Cependant, la responsabilité de ce vif intérêt pour le portrait dans les médailles, revient à un florentin, l’architecte et théoricien Alberti. Comme Erasmus, un siècle plus tard dans le Nord, Alberti fut victime de sa permanente fascination pour sa propre identité intellectuelle. Selon Vasari, l’un de ses autoportraits, fatto alla spera, peint dans un miroir, avait été conservé dans l’un de ses plus célèbres bâtiments séculaires, le Palazzo Rucellai. Le manuscrit de son essai Entretiens sur la tranquillité de l’âme, porte un autoportrait qui le montre plein corps debout dans un jardin entouré de fleurs. Les deux autoportraits d’Alberti qui ont survécu sont des reliefs en bronze. Si nous faisons abstraction des portraits de profil contemporains comme le portrait réalisé par Masaccio dans la Chapelle Brancacci, le relief en bronze s’inspire d’une médaille antique – ce genre de portrait semble avoir été inspiré par une tête d’Agrippa en améthyste qui se trouve à Paris -, et la figure, habillée all’antica, exprime le désir secret d’Alberti d’être comparé aux penseurs et héros de l’antiquité.

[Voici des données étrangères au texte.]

//! Configuration for the KneeSpa controller
//!
//! Supports JSON and TOML files, chosen by extension. Sections:
//! - Connection settings (port, baud rate, read timeout)
//! - Device settings (load cell calibration)
//! - Actuator calibration tables
//! - Protocol timing

use crate::error::{SettingsError, SettingsResult};
use kneespa_core::units::ActuatorCalibration;
use kneespa_core::Actuator;
use serde::{Deserialize, Serialize};
use std::path::{Path, PathBuf};
use std::time::Duration;

/// Connection settings
#[derive(Debug, Clone, PartialEq, Serialize, Deserialize)]
#[serde(default)]
pub struct ConnectionSettings {
    /// Serial port; `Auto` picks the first candidate port
    pub port: String,
    /// Baud rate
    pub baud_rate: u32,
    /// Serial read timeout in milliseconds
    pub timeout_ms: u64,
}

impl Default for ConnectionSettings {
    fn default() -> Self {
        Self {
            port: "Auto".to_string(),
            baud_rate: 115_200,
            timeout_ms: 50,
        }
    }
}

impl ConnectionSettings {
    /// Whether the port should be discovered rather than opened by name
    pub fn is_auto(&self) -> bool {
        self.port.eq_ignore_ascii_case("auto")
    }
}

/// Device settings
#[derive(Debug, Clone, PartialEq, Default, Serialize, Deserialize)]
#[serde(default)]
pub struct DeviceSettings {
    /// Load cell calibration value sent with `L0` on startup
    pub calibration: i32,
}

/// Protocol timing
#[derive(Debug, Clone, PartialEq, Serialize, Deserialize)]
#[serde(default)]
pub struct ProtocolSettings {
    /// How long a step may wait for its confirmation
    pub step_timeout_ms: u64,
    /// Dwell at each extreme of a cycle
    pub hold_ms: u64,
    /// Pause between cycles
    pub rest_ms: u64,
    /// Cycles run when none are requested
    pub default_cycles: u32,
}

impl Default for ProtocolSettings {
    fn default() -> Self {
        Self {
            step_timeout_ms: 30_000,
            hold_ms: 5_000,
            rest_ms: 3_000,
            default_cycles: 10,
        }
    }
}

impl ProtocolSettings {
    /// Step confirmation deadline
    pub fn step_timeout(&self) -> Duration {
        Duration::from_millis(self.step_timeout_ms)
    }

    /// Dwell at each extreme
    pub fn hold(&self) -> Duration {
        Duration::from_millis(self.hold_ms)
    }

    /// Pause between cycles
    pub fn rest(&self) -> Duration {
        Duration::from_millis(self.rest_ms)
    }
}

/// Complete controller configuration
#[derive(Debug, Clone, PartialEq, Serialize, Deserialize)]
#[serde(default)]
pub struct Config {
    /// Connection settings
    pub connection: ConnectionSettings,
    /// Device settings
    pub device: DeviceSettings,
    /// Protocol timing
    pub protocol: ProtocolSettings,
    /// Per-actuator calibration; D may be left out
    pub actuators: Vec<ActuatorCalibration>,
}

impl Default for Config {
    fn default() -> Self {
        Self {
            connection: ConnectionSettings::default(),
            device: DeviceSettings::default(),
            protocol: ProtocolSettings::default(),
            actuators: Actuator::ALL
                .into_iter()
                .map(ActuatorCalibration::factory)
                .collect(),
        }
    }
}

impl Config {
    /// Create new config with defaults
    pub fn new() -> Self {
        Self::default()
    }

    /// Calibration for an actuator, if configured
    pub fn calibration(&self, actuator: Actuator) -> Option<&ActuatorCalibration> {
        self.actuators.iter().find(|cal| cal.actuator == actuator)
    }

    /// Load config from file (JSON or TOML)
    pub fn load_from_file(path: &Path) -> SettingsResult<Self> {
        let format = Format::of(path)?;
        let content = std::fs::read_to_string(path).map_err(SettingsError::io(path))?;

        let config: Self = match format {
            Format::Json => serde_json::from_str(&content).map_err(|e| e.to_string()),
            Format::Toml => toml::from_str(&content).map_err(|e| e.to_string()),
        }
        .map_err(SettingsError::parse(path))?;

        config.validate()?;
        tracing::debug!("Loaded config from {}", path.display());
        Ok(config)
    }

    /// Load config from file, or defaults if the file does not exist
    pub fn load_or_default(path: &Path) -> SettingsResult<Self> {
        if path.exists() {
            Self::load_from_file(path)
        } else {
            tracing::info!("No config at {}, using defaults", path.display());
            Ok(Self::default())
        }
    }

    /// Save config to file (JSON or TOML)
    pub fn save_to_file(&self, path: &Path) -> SettingsResult<()> {
        self.validate()?;

        let content = match Format::of(path)? {
            Format::Json => serde_json::to_string_pretty(self).map_err(|e| e.to_string()),
            Format::Toml => toml::to_string_pretty(self).map_err(|e| e.to_string()),
        }
        .map_err(SettingsError::Serialize)?;

        if let Some(parent) = path.parent() {
            if !parent.as_os_str().is_empty() {
                std::fs::create_dir_all(parent).map_err(SettingsError::io(parent))?;
            }
        }
        std::fs::write(path, content).map_err(SettingsError::io(path))?;
        tracing::debug!("Saved config to {}", path.display());
        Ok(())
    }

    /// Validate configuration
    pub fn validate(&self) -> SettingsResult<()> {
        if self.connection.port.trim().is_empty() {
            return Err(SettingsError::invalid("connection.port", "must not be empty"));
        }
        if self.connection.baud_rate == 0 {
            return Err(SettingsError::invalid("connection.baud_rate", "must be > 0"));
        }
        if self.connection.timeout_ms == 0 || self.connection.timeout_ms > 1000 {
            return Err(SettingsError::invalid(
                "connection.timeout_ms",
                "must be between 1 and 1000",
            ));
        }

        if self.protocol.step_timeout_ms == 0 {
            return Err(SettingsError::invalid("protocol.step_timeout_ms", "must be > 0"));
        }
        if self.protocol.default_cycles == 0 || self.protocol.default_cycles > 100 {
            return Err(SettingsError::invalid(
                "protocol.default_cycles",
                "must be between 1 and 100",
            ));
        }

        for required in [Actuator::A, Actuator::B, Actuator::C] {
            if self.calibration(required).is_none() {
                return Err(SettingsError::invalid(
                    "actuators",
                    format!("missing calibration for actuator {}", required),
                ));
            }
        }
        for (i, cal) in self.actuators.iter().enumerate() {
            if self.actuators[..i].iter().any(|c| c.actuator == cal.actuator) {
                return Err(SettingsError::invalid(
                    "actuators",
                    format!("actuator {} configured twice", cal.actuator),
                ));
            }
            cal.validate()
                .map_err(|reason| SettingsError::invalid("actuators", reason))?;
        }

        Ok(())
    }
}

enum Format {
    Json,
    Toml,
}

impl Format {
    fn of(path: &Path) -> SettingsResult<Self> {
        match path.extension().and_then(|ext| ext.to_str()) {
            Some("json") => Ok(Format::Json),
            Some("toml") => Ok(Format::Toml),
            other => Err(SettingsError::UnsupportedFormat(
                other.unwrap_or("<none>").to_string(),
            )),
        }
    }
}

/// Platform config location: `<config dir>/kneespa/config.toml`
pub fn default_config_path() -> SettingsResult<PathBuf> {
    dirs::config_dir()
        .map(|dir| dir.join("kneespa").join("config.toml"))
        .ok_or_else(|| SettingsError::ConfigDirectory("no config directory on this platform".into()))
}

Portraits d’Alberti, Brunelleschi, Masolino et l’autoportrait de Masaccio
Portrait d’Alberti (au centre), à sa gauche Brunelleschi et à droite Masolino et l’autoportrait de Masaccio, 1424-1428, Tommaso di ser Giovanni di Mone Cassai, dit Masaccio
(Florence, église del Carmine, chapelle Brancacci)
Autoportrait, Léon Battista Alberti
Autoportrait, médaille, vers 1450-1500, Léon Battista Alberti (Lens, musée du Louvre)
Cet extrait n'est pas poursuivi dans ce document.